I Finally Got My Wonderful New Charlie Card, Woo-Hoo! So Why Does the T Still Suck?



Hmm.

I had a logistically impossible day, transportationwise, and the bike was too impractical for the various tasks at hand, so I grudgingly took the T for the first time since the new fare's kicked in.* 

First off, let me just say that the intermediary step of the Charlie Ticket was wasteful, unnecessary, and, I am convinced, intentionally confusing.  The whole implementation of the new Automated Fare System was effected for maximum confusion and waste. 

I had a ticket left over from late last year with ten bucks on it, and discovered that my fare with the ticket had jumped not just from $1.25 to $1.70, but to $2.00.  Nickel and dime me, bitches.  See where it gets you.

As for where it got me, I first had to ride all the way from Davis Square back to JFK/UMass.  Oh, the memories!  It was around 10:30 a.m., but there were two young riders who got on separately at South Station, must have been—maybe Downtown Xing—both chowing down on some serious soul food. 

One bore an uncanny and unfortunate resemblance to a four-hundred pound slug and was slurping a five course pasta dinner out of a white styrene trough across from me.  You know I have issues with this. (T-etiquette rule #6: "Nothing physically tangible goes in any orifice and nothing comes out.
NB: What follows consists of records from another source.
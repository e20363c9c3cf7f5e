//! Route table and lookup entry point.
//!
//! # Responsibilities
//! - Own the compiler, the combined trie and the nine per-method tries
//! - Answer lookups through the match cache
//! - Invalidate the whole cache on every table mutation
//!
//! # Design Decisions
//! - Mutation takes `&mut self`; lookup takes `&self` and never blocks on I/O
//! - The method trie is authoritative; the combined trie is only consulted
//!   when it misses, and such hits are counted as a bug signal
//! - Removal clears terminal slots but keeps nodes; `rebuild` reclaims them

use std::collections::BTreeMap;
use std::sync::atomic::{AtomicU64, Ordering};
use std::sync::Arc;

use crate::observability::metrics;
use crate::routing::cache::{cache_key, MatchCache};
use crate::routing::compiler::{cache_key as compile_key, split_path, CompiledRoute, RouteCompiler};
use crate::routing::error::RouteResult;
use crate::routing::matcher::{find_segments, RouteMatch};
use crate::routing::method::HttpMethod;
use crate::routing::route::Route;
use crate::routing::stats::{MethodStats, RouteInfo, RouterStats};
use crate::routing::trie::RouteTrie;

/// Default number of cached matches.
pub const DEFAULT_CACHE_CAPACITY: usize = 1024;

#[derive(Debug, Default)]
struct MatchCounters {
    matches: AtomicU64,
    misses: AtomicU64,
    fallback_hits: AtomicU64,
}

/// A compiled route table.
#[derive(Debug)]
pub struct Router {
    compiler: RouteCompiler,
    combined: RouteTrie,
    method_tries: [RouteTrie; HttpMethod::COUNT],
    /// Registration order, one entry per compile key.
    routes: Vec<Arc<CompiledRoute>>,
    cache: MatchCache,
    counters: MatchCounters,
}

impl Default for Router {
    fn default() -> Self {
        Self::new()
    }
}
Nothing.") I'm seeing someone for it, but I'm not there yet.  In the ensuing fit of near apoplexy I was very lucky not to swallow my tongue. 
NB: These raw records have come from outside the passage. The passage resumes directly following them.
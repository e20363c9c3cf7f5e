//! Routing subsystem.
//!
//! # Data Flow
//! ```text
//! Route registration:
//!     Route (method, pattern, handler, constraints)
//!     → compiler.rs (segments, priority, compile cache)
//!     → trie.rs (combined trie + per-method trie)
//!     → cache.rs (invalidate everything)
//!
//! Request dispatch:
//!     (path, method, domain)
//!     → cache.rs (hit? return)
//!     → matcher.rs (method trie, then combined trie)
//!     → cache.rs (store)
//!     → RouteMatch { route, params } or None
//! ```
//!
//! # Design Decisions
//! - Deterministic: specificity score breaks ties, static before parameter
//! - Lookup cost depends on path depth, not on the number of routes
//! - No match is `None`, never an error

pub mod cache;
pub mod compiler;
pub mod error;
pub mod handler;
pub mod matcher;
pub mod method;
pub mod route;
pub mod router;
pub mod segment;
pub mod stats;
pub mod trie;

pub use cache::{CacheKey, CacheStats, MatchCache};
pub use compiler::{CompiledRoute, RouteCompiler};
pub use error::{RouteError, RouteResult};
pub use handler::{Handler, HandlerContext, HandlerRef, HandlerResponse};
pub use matcher::RouteMatch;
pub use method::HttpMethod;
pub use route::Route;
pub use router::Router;
pub use segment::{RouteSegment, WILDCARD_PARAM};
pub use stats::{RouteInfo, RouterStats};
The funny thing is, I had fled from the first car I was in to this one, because there was a gentleman in the first who seemed to want to hack up a lung all over me.  I was like, I've got two, thanks.  But he insisted.  So I had to excuse myself.

The grass is always greener innit?

I knew exactly what would happen with the slug when we reached JFK, by the way.  He had finished sucking down his brunch (remember, it was not even ten-thirty in the morning at the time), and had set his table service on the seat next to him for the help to take care of.  Of course he left it there when he got off at JFK. 
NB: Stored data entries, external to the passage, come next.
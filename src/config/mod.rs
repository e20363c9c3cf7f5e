//! Configuration management subsystem.
//!
//! # Data Flow
//! ```text
//! config file (TOML)
//!     → loader.rs (parse & deserialize)
//!     → validation.rs (semantic checks)
//!     → RouterConfig (validated, immutable)
//!     → routes.rs (compile into a Router)
//!
//! On file change:
//!     watcher.rs detects change
//!     → loader.rs loads new config
//!     → routes.rs builds a fresh Router
//!     → atomic swap of Arc<Router>; old cache dies with the old table
//! ```
//!
//! # Design Decisions
//! - Config is immutable once loaded; changes require full reload
//! - All fields have defaults to allow minimal configs
//! - Validation separates syntactic (serde) from semantic checks

pub mod loader;
pub mod routes;
pub mod schema;
pub mod validation;
pub mod watcher;

pub use loader::{load_config, parse_config, ConfigError};
pub use routes::ConfigHandler;
pub use schema::{CacheConfig, ListenerConfig, ObservabilityConfig, RouteConfig, RouterConfig};
pub use validation::ValidationError;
Now, I have friends—two in particular I'm thinking of here—who don't care about their personal safety when faced with this kind of affront.  If they witness someone littering, they will open up a can of instant whoop-ass on them without even considering the consequences.  I admire them both beyond measure, but I prefer a more, erm, subtle approach.  I'm more the type to make a little note in my moleskine—take that, you big slug!--and go home and race up to my little parapet in my undisclosed location in Somerville, and memorialize every intimate detail for posterity, so that future generations might know what trials we had to live through back in the day. 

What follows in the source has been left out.